Babi Echecopar defiende su rol de fiscalizar a políticos por privilegios como aviones oficiales para Disney y autos con choferes privados, mientras un laburante cobra solo 30 mil pesos para mantener a la familia. Insiste en obligar a figuras como Cristina Pérez a aclarar rumores y no dejará de investigar, aunque pida disculpas si se equivoca.

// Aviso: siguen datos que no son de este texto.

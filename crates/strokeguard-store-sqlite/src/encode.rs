//! Encoding and decoding helpers between Rust domain types and the
//! plain-text representations stored in SQLite columns.
//!
//! Timestamps are stored as RFC 3339 strings, calendar dates as ISO 8601
//! dates, UUIDs as hyphenated lowercase strings, booleans as INTEGER 0/1.

use chrono::{DateTime, NaiveDate, Utc};
use strokeguard_core::{
  account::UserAccount,
  appointment::{Appointment, AppointmentStatus},
  patient::{
    ContactInfo, DocumentType, EmergencyContact, Patient, PatientRiskFactors,
    Sex,
  },
  visit::{
    Biometrics, Comorbidities, VisitNarrative, VisitRiskFactors, Visit,
    VitalSigns,
  },
};
use uuid::Uuid;

use crate::{Error, Result};

// ─── Uuid ─────────────────────────────────────────────────────────────────────

pub fn encode_uuid(id: Uuid) -> String { id.hyphenated().to_string() }

pub fn decode_uuid(s: &str) -> Result<Uuid> { Ok(Uuid::parse_str(s)?) }

// ─── Dates and timestamps ────────────────────────────────────────────────────

pub fn encode_dt(dt: DateTime<Utc>) -> String { dt.to_rfc3339() }

pub fn decode_dt(s: &str) -> Result<DateTime<Utc>> {
  DateTime::parse_from_rfc3339(s)
    .map(|dt| dt.with_timezone(&Utc))
    .map_err(|e| Error::Decode(format!("timestamp {s:?}: {e}")))
}

pub fn encode_date(d: NaiveDate) -> String { d.format("%Y-%m-%d").to_string() }

pub fn decode_date(s: &str) -> Result<NaiveDate> {
  NaiveDate::parse_from_str(s, "%Y-%m-%d")
    .map_err(|e| Error::Decode(format!("date {s:?}: {e}")))
}

// ─── Enums ───────────────────────────────────────────────────────────────────

pub fn encode_sex(s: Sex) -> &'static str {
  match s {
    Sex::Male => "M",
    Sex::Female => "F",
  }
}

pub fn decode_sex(s: &str) -> Result<Sex> {
  match s {
    "M" => Ok(Sex::Male),
    "F" => Ok(Sex::Female),
    other => Err(Error::Decode(format!("unknown sex: {other:?}"))),
  }
}

pub fn encode_document_type(t: DocumentType) -> &'static str {
  match t {
    DocumentType::Cc => "CC",
    DocumentType::Ti => "TI",
    DocumentType::Ce => "CE",
  }
}

pub fn decode_document_type(s: &str) -> Result<DocumentType> {
  match s {
    "CC" => Ok(DocumentType::Cc),
    "TI" => Ok(DocumentType::Ti),
    "CE" => Ok(DocumentType::Ce),
    other => Err(Error::Decode(format!("unknown document type: {other:?}"))),
  }
}

pub fn encode_status(s: AppointmentStatus) -> &'static str {
  match s {
    AppointmentStatus::Awaiting => "awaiting",
    AppointmentStatus::Arrived => "arrived",
    AppointmentStatus::Completed => "completed",
    AppointmentStatus::Cancelled => "cancelled",
  }
}

pub fn decode_status(s: &str) -> Result<AppointmentStatus> {
  match s {
    "awaiting" => Ok(AppointmentStatus::Awaiting),
    "arrived" => Ok(AppointmentStatus::Arrived),
    "completed" => Ok(AppointmentStatus::Completed),
    "cancelled" => Ok(AppointmentStatus::Cancelled),
    other => Err(Error::Decode(format!("unknown appointment status: {other:?}"))),
  }
}

// ─── Row types ───────────────────────────────────────────────────────────────

/// Raw values read directly from a `patients` row, in column order.
pub struct RawPatient {
  pub patient_id:             String,
  pub created_at:             String,
  pub name:                   String,
  pub document_type:          String,
  pub document:               String,
  pub birth_date:             String,
  pub sex:                    String,
  pub phone:                  Option<String>,
  pub address:                Option<String>,
  pub email:                  Option<String>,
  pub marital_status:         Option<String>,
  pub occupation:             Option<String>,
  pub blood_type:             Option<String>,
  pub insurer:                Option<String>,
  pub emergency_name:         Option<String>,
  pub emergency_phone:        Option<String>,
  pub emergency_relationship: Option<String>,
  pub hypertension:           bool,
  pub diabetes:               bool,
  pub smoking:                bool,
  pub sedentary:              bool,
  pub high_cholesterol:       bool,
  pub family_stroke_history:  bool,
  pub prior_stroke:           bool,
}

impl RawPatient {
  /// Column list matching the field order above.
  pub const COLUMNS: &'static str = "patient_id, created_at, name, \
     document_type, document, birth_date, sex, phone, address, email, \
     marital_status, occupation, blood_type, insurer, emergency_name, \
     emergency_phone, emergency_relationship, hypertension, diabetes, \
     smoking, sedentary, high_cholesterol, family_stroke_history, \
     prior_stroke";

  pub fn from_row(row: &rusqlite::Row<'_>) -> rusqlite::Result<Self> {
    Ok(Self {
      patient_id:             row.get(0)?,
      created_at:             row.get(1)?,
      name:                   row.get(2)?,
      document_type:          row.get(3)?,
      document:               row.get(4)?,
      birth_date:             row.get(5)?,
      sex:                    row.get(6)?,
      phone:                  row.get(7)?,
      address:                row.get(8)?,
      email:                  row.get(9)?,
      marital_status:         row.get(10)?,
      occupation:             row.get(11)?,
      blood_type:             row.get(12)?,
      insurer:                row.get(13)?,
      emergency_name:         row.get(14)?,
      emergency_phone:        row.get(15)?,
      emergency_relationship: row.get(16)?,
      hypertension:           row.get(17)?,
      diabetes:               row.get(18)?,
      smoking:                row.get(19)?,
      sedentary:              row.get(20)?,
      high_cholesterol:       row.get(21)?,
      family_stroke_history:  row.get(22)?,
      prior_stroke:           row.get(23)?,
    })
  }

  pub fn into_patient(self) -> Result<Patient> {
    Ok(Patient {
      patient_id:        decode_uuid(&self.patient_id)?,
      created_at:        decode_dt(&self.created_at)?,
      name:              self.name,
      document_type:     decode_document_type(&self.document_type)?,
      document:          self.document,
      birth_date:        decode_date(&self.birth_date)?,
      sex:               decode_sex(&self.sex)?,
      contact:           ContactInfo {
        phone:          self.phone,
        address:        self.address,
        email:          self.email,
        marital_status: self.marital_status,
        occupation:     self.occupation,
        blood_type:     self.blood_type,
        insurer:        self.insurer,
      },
      emergency_contact: EmergencyContact {
        name:         self.emergency_name,
        phone:        self.emergency_phone,
        relationship: self.emergency_relationship,
      },
      risk_factors:      PatientRiskFactors {
        hypertension:          self.hypertension,
        diabetes:              self.diabetes,
        smoking:               self.smoking,
        sedentary:             self.sedentary,
        high_cholesterol:      self.high_cholesterol,
        family_stroke_history: self.family_stroke_history,
      },
      prior_stroke:      self.prior_stroke,
    })
  }
}

/// Raw values read directly from a `visits` row, in column order.
pub struct RawVisit {
  pub visit_id:              String,
  pub patient_id:            String,
  pub visit_date:            String,
  pub temperature:           Option<f64>,
  pub systolic_pressure:     f64,
  pub diastolic_pressure:    f64,
  pub heart_rate:            Option<u32>,
  pub respiratory_rate:      Option<u32>,
  pub arrhythmia:            bool,
  pub vitals_notes:          Option<String>,
  pub weight:                f64,
  pub height:                f64,
  pub bmi:                   f64,
  pub obesity:               bool,
  pub smoking:               bool,
  pub alcohol:               bool,
  pub stimulant_use:         bool,
  pub sedentary:             bool,
  pub prior_cardiac_disease: bool,
  pub stress:                bool,
  pub family_stroke_history: bool,
  pub hypertension:          bool,
  pub diabetes:              bool,
  pub reason:                Option<String>,
  pub symptom_onset:         Option<String>,
  pub prior_conditions:      Option<String>,
  pub family_history:        Option<String>,
  pub medications:           Option<String>,
  pub diagnosis:             Option<String>,
  pub stroke_event:          bool,
}

impl RawVisit {
  pub const COLUMNS: &'static str = "visit_id, patient_id, visit_date, \
     temperature, systolic_pressure, diastolic_pressure, heart_rate, \
     respiratory_rate, arrhythmia, vitals_notes, weight, height, bmi, \
     obesity, smoking, alcohol, stimulant_use, sedentary, \
     prior_cardiac_disease, stress, family_stroke_history, hypertension, \
     diabetes, reason, symptom_onset, prior_conditions, family_history, \
     medications, diagnosis, stroke_event";

  pub fn from_row(row: &rusqlite::Row<'_>) -> rusqlite::Result<Self> {
    Ok(Self {
      visit_id:              row.get(0)?,
      patient_id:            row.get(1)?,
      visit_date:            row.get(2)?,
      temperature:           row.get(3)?,
      systolic_pressure:     row.get(4)?,
      diastolic_pressure:    row.get(5)?,
      heart_rate:            row.get(6)?,
      respiratory_rate:      row.get(7)?,
      arrhythmia:            row.get(8)?,
      vitals_notes:          row.get(9)?,
      weight:                row.get(10)?,
      height:                row.get(11)?,
      bmi:                   row.get(12)?,
      obesity:               row.get(13)?,
      smoking:               row.get(14)?,
      alcohol:               row.get(15)?,
      stimulant_use:         row.get(16)?,
      sedentary:             row.get(17)?,
      prior_cardiac_disease: row.get(18)?,
      stress:                row.get(19)?,
      family_stroke_history: row.get(20)?,
      hypertension:          row.get(21)?,
      diabetes:              row.get(22)?,
      reason:                row.get(23)?,
      symptom_onset:         row.get(24)?,
      prior_conditions:      row.get(25)?,
      family_history:        row.get(26)?,
      medications:           row.get(27)?,
      diagnosis:             row.get(28)?,
      stroke_event:          row.get(29)?,
    })
  }

  pub fn into_visit(self) -> Result<Visit> {
    Ok(Visit {
      visit_id:      decode_uuid(&self.visit_id)?,
      patient_id:    decode_uuid(&self.patient_id)?,
      visit_date:    decode_date(&self.visit_date)?,
      vitals:        VitalSigns {
        temperature:        self.temperature,
        systolic_pressure:  self.systolic_pressure,
        diastolic_pressure: self.diastolic_pressure,
        heart_rate:         self.heart_rate,
        respiratory_rate:   self.respiratory_rate,
        arrhythmia:         self.arrhythmia,
        notes:              self.vitals_notes,
      },
      biometrics:    Biometrics {
        weight: self.weight,
        height: self.height,
        bmi:    self.bmi,
      },
      risk_factors:  VisitRiskFactors {
        obesity:               self.obesity,
        smoking:               self.smoking,
        alcohol:               self.alcohol,
        stimulant_use:         self.stimulant_use,
        sedentary:             self.sedentary,
        prior_cardiac_disease: self.prior_cardiac_disease,
        stress:                self.stress,
        family_stroke_history: self.family_stroke_history,
      },
      comorbidities: Comorbidities {
        hypertension: self.hypertension,
        diabetes:     self.diabetes,
      },
      narrative:     VisitNarrative {
        reason:           self.reason,
        symptom_onset:    self
          .symptom_onset
          .as_deref()
          .map(decode_date)
          .transpose()?,
        prior_conditions: self.prior_conditions,
        family_history:   self.family_history,
        medications:      self.medications,
        diagnosis:        self.diagnosis,
      },
      stroke_event:  self.stroke_event,
    })
  }
}

/// Raw values read directly from an `appointments` row, in column order.
pub struct RawAppointment {
  pub appointment_id: String,
  pub patient_id:     String,
  pub scheduled_at:   String,
  pub service:        String,
  pub staff_name:     Option<String>,
  pub status:         String,
  pub notes:          Option<String>,
}

impl RawAppointment {
  pub const COLUMNS: &'static str = "appointment_id, patient_id, \
     scheduled_at, service, staff_name, status, notes";

  pub fn from_row(row: &rusqlite::Row<'_>) -> rusqlite::Result<Self> {
    Ok(Self {
      appointment_id: row.get(0)?,
      patient_id:     row.get(1)?,
      scheduled_at:   row.get(2)?,
      service:        row.get(3)?,
      staff_name:     row.get(4)?,
      status:         row.get(5)?,
      notes:          row.get(6)?,
    })
  }

  pub fn into_appointment(self) -> Result<Appointment> {
    Ok(Appointment {
      appointment_id: decode_uuid(&self.appointment_id)?,
      patient_id:     decode_uuid(&self.patient_id)?,
      scheduled_at:   decode_dt(&self.scheduled_at)?,
      service:        self.service,
      staff_name:     self.staff_name,
      status:         decode_status(&self.status)?,
      notes:          self.notes,
    })
  }
}

/// Raw values read directly from an `accounts` row, in column order.
pub struct RawAccount {
  pub account_id:    String,
  pub created_at:    String,
  pub name:          String,
  pub username:      String,
  pub password_hash: String,
}

impl RawAccount {
  pub const COLUMNS: &'static str =
    "account_id, created_at, name, username, password_hash";

  pub fn from_row(row: &rusqlite::Row<'_>) -> rusqlite::Result<Self> {
    Ok(Self {
      account_id:    row.get(0)?,
      created_at:    row.get(1)?,
      name:          row.get(2)?,
      username:      row.get(3)?,
      password_hash: row.get(4)?,
    })
  }

  pub fn into_account(self) -> Result<UserAccount> {
    Ok(UserAccount {
      account_id:    decode_uuid(&self.account_id)?,
      created_at:    decode_dt(&self.created_at)?,
      name:          self.name,
      username:      self.username,
      password_hash: self.password_hash,
    })
  }
}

Se declara podrido de ser políticamente correcto ante la casta que viaja a Nueva York con plata pública, como parte del gabinete de Milei y Adorni llevando a su fotógrafa. Critica que imitan a la casta kirchnerista, que compraba carteras, y recibe premios vergonzosos como el de un ex preso.
Rechazó una oferta de 300 mil pesos mensuales de un intendente para callarlo, prefiriendo pelear por la gente antes que corromperse por 10 millones en Miami. Elogia a Jorge Lanata por meter políticos en cana y rechaza analistas vendidos. Presenta editoriales sobre 'funcionales' que defienden a Adorni, como Karina Milei, y tilda a Alberto Fernández de peor presidente y fantoche.
Afirma que el país es bananero, retrocede 50 años, y urge denunciar y perseguir a los corruptos.